Work required: Below are records; please set down exactly the lines from the first through the one containing "Does **not** touch".

* * * * * * * * *

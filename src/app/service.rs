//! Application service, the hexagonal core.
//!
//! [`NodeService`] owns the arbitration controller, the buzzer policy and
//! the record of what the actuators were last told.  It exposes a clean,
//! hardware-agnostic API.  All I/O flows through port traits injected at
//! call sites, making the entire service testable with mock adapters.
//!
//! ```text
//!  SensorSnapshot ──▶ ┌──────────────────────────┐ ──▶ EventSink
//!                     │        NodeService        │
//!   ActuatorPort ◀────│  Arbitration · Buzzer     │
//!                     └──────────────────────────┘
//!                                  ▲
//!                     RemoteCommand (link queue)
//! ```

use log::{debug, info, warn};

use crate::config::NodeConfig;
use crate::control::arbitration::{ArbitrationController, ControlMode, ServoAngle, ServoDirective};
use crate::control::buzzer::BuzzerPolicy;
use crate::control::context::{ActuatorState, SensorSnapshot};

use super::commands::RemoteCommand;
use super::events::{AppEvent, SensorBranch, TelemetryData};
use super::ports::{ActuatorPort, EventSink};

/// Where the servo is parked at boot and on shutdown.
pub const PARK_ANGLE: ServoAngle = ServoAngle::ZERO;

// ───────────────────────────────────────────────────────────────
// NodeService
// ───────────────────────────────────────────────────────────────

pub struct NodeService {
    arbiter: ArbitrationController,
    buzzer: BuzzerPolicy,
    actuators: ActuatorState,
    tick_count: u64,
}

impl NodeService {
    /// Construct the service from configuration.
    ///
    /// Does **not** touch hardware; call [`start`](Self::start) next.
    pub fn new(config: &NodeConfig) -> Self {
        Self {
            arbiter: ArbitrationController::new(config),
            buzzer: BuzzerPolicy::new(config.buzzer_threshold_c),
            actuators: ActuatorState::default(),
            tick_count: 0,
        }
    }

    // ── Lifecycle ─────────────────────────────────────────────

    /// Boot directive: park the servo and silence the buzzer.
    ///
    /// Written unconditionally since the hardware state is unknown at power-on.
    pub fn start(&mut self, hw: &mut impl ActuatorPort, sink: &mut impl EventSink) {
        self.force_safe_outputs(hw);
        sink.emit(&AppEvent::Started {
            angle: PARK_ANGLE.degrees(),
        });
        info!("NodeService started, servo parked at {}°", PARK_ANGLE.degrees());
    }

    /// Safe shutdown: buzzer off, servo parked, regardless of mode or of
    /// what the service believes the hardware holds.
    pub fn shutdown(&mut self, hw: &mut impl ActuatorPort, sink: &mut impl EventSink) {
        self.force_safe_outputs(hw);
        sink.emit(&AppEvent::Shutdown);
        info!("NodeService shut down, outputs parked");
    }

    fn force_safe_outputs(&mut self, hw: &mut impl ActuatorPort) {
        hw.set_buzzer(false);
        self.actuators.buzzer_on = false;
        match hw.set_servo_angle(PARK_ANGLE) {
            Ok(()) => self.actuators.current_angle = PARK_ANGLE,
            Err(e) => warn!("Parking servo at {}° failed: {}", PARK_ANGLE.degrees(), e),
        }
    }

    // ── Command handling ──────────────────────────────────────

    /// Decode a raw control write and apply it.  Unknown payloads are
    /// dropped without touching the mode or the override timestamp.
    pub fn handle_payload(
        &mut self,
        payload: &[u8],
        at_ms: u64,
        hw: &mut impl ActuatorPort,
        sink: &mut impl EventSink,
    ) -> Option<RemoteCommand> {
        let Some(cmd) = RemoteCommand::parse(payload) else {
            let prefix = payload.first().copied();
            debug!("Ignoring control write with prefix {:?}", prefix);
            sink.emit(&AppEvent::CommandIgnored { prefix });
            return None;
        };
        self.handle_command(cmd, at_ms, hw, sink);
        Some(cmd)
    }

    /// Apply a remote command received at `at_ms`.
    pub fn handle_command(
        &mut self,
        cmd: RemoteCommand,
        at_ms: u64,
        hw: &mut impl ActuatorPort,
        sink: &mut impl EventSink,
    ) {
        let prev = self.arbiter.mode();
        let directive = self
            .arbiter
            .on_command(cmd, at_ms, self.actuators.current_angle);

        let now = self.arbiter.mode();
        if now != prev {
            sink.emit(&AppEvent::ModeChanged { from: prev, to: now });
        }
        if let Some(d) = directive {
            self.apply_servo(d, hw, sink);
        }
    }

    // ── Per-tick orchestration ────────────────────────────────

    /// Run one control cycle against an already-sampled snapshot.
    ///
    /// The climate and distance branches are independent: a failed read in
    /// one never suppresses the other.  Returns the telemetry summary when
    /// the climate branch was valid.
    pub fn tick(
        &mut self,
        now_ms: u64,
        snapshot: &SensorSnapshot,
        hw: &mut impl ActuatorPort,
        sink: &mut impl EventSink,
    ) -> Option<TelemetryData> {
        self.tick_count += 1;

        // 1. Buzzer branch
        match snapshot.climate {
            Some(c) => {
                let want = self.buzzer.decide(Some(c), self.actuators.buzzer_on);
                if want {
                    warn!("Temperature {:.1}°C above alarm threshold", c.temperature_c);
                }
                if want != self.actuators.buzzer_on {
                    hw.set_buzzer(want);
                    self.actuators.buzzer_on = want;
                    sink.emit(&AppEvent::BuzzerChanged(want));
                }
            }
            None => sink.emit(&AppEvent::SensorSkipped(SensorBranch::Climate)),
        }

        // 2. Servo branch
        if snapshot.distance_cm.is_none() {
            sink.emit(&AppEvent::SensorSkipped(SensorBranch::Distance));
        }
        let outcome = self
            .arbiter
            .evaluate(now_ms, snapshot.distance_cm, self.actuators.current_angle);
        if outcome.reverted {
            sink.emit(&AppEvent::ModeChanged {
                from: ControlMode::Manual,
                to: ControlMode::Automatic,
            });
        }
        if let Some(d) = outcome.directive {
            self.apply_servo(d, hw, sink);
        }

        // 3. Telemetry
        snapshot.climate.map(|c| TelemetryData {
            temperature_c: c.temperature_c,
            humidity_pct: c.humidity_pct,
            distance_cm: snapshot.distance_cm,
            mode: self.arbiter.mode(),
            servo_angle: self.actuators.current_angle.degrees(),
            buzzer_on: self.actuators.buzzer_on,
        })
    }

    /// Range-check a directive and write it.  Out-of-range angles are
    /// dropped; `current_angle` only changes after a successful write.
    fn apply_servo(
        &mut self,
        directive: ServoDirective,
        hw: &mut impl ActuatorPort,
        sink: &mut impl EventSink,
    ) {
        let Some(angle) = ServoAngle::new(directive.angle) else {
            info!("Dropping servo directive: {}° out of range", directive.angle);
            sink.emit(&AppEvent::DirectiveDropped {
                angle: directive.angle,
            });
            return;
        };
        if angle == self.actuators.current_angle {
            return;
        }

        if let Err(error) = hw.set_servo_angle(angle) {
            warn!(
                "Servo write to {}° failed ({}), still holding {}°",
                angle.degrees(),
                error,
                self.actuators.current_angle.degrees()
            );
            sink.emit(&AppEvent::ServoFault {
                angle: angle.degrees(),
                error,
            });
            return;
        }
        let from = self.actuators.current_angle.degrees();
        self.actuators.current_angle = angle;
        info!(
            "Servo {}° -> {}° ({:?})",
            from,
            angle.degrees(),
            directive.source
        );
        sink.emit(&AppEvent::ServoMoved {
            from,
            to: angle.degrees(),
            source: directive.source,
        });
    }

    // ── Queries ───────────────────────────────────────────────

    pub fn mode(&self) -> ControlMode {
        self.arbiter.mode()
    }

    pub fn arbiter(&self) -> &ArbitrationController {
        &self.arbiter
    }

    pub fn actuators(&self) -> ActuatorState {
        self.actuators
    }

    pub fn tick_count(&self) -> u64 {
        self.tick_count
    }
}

* * * * * * * * *

Output below:
filename src/app/service.rs
//! Application service, the hexagonal core.
//!
//! [`NodeService`] owns the arbitration controller, the buzzer policy and
//! the record of what the actuators were last told.  It exposes a clean,
//! hardware-agnostic API.  All I/O flows through port traits injected at
//! call sites, making the entire service testable with mock adapters.
//!
//! ```text
//!  SensorSnapshot ──▶ ┌──────────────────────────┐ ──▶ EventSink
//!                     │        NodeService        │
//!   ActuatorPort ◀────│  Arbitration · Buzzer     │
//!                     └──────────────────────────┘
//!                                  ▲
//!                     RemoteCommand (link queue)
//! ```

use log::{debug, info, warn};

use crate::config::NodeConfig;
use crate::control::arbitration::{ArbitrationController, ControlMode, ServoAngle, ServoDirective};
use crate::control::buzzer::BuzzerPolicy;
use crate::control::context::{ActuatorState, SensorSnapshot};

use super::commands::RemoteCommand;
use super::events::{AppEvent, SensorBranch, TelemetryData};
use super::ports::{ActuatorPort, EventSink};

/// Where the servo is parked at boot and on shutdown.
pub const PARK_ANGLE: ServoAngle = ServoAngle::ZERO;

// ───────────────────────────────────────────────────────────────
// NodeService
// ───────────────────────────────────────────────────────────────

pub struct NodeService {
    arbiter: ArbitrationController,
    buzzer: BuzzerPolicy,
    actuators: ActuatorState,
    tick_count: u64,
}

impl NodeService {
    /// Construct the service from configuration.
    ///
    /// Does **not** touch hardware; call [`start`](Self::start) next.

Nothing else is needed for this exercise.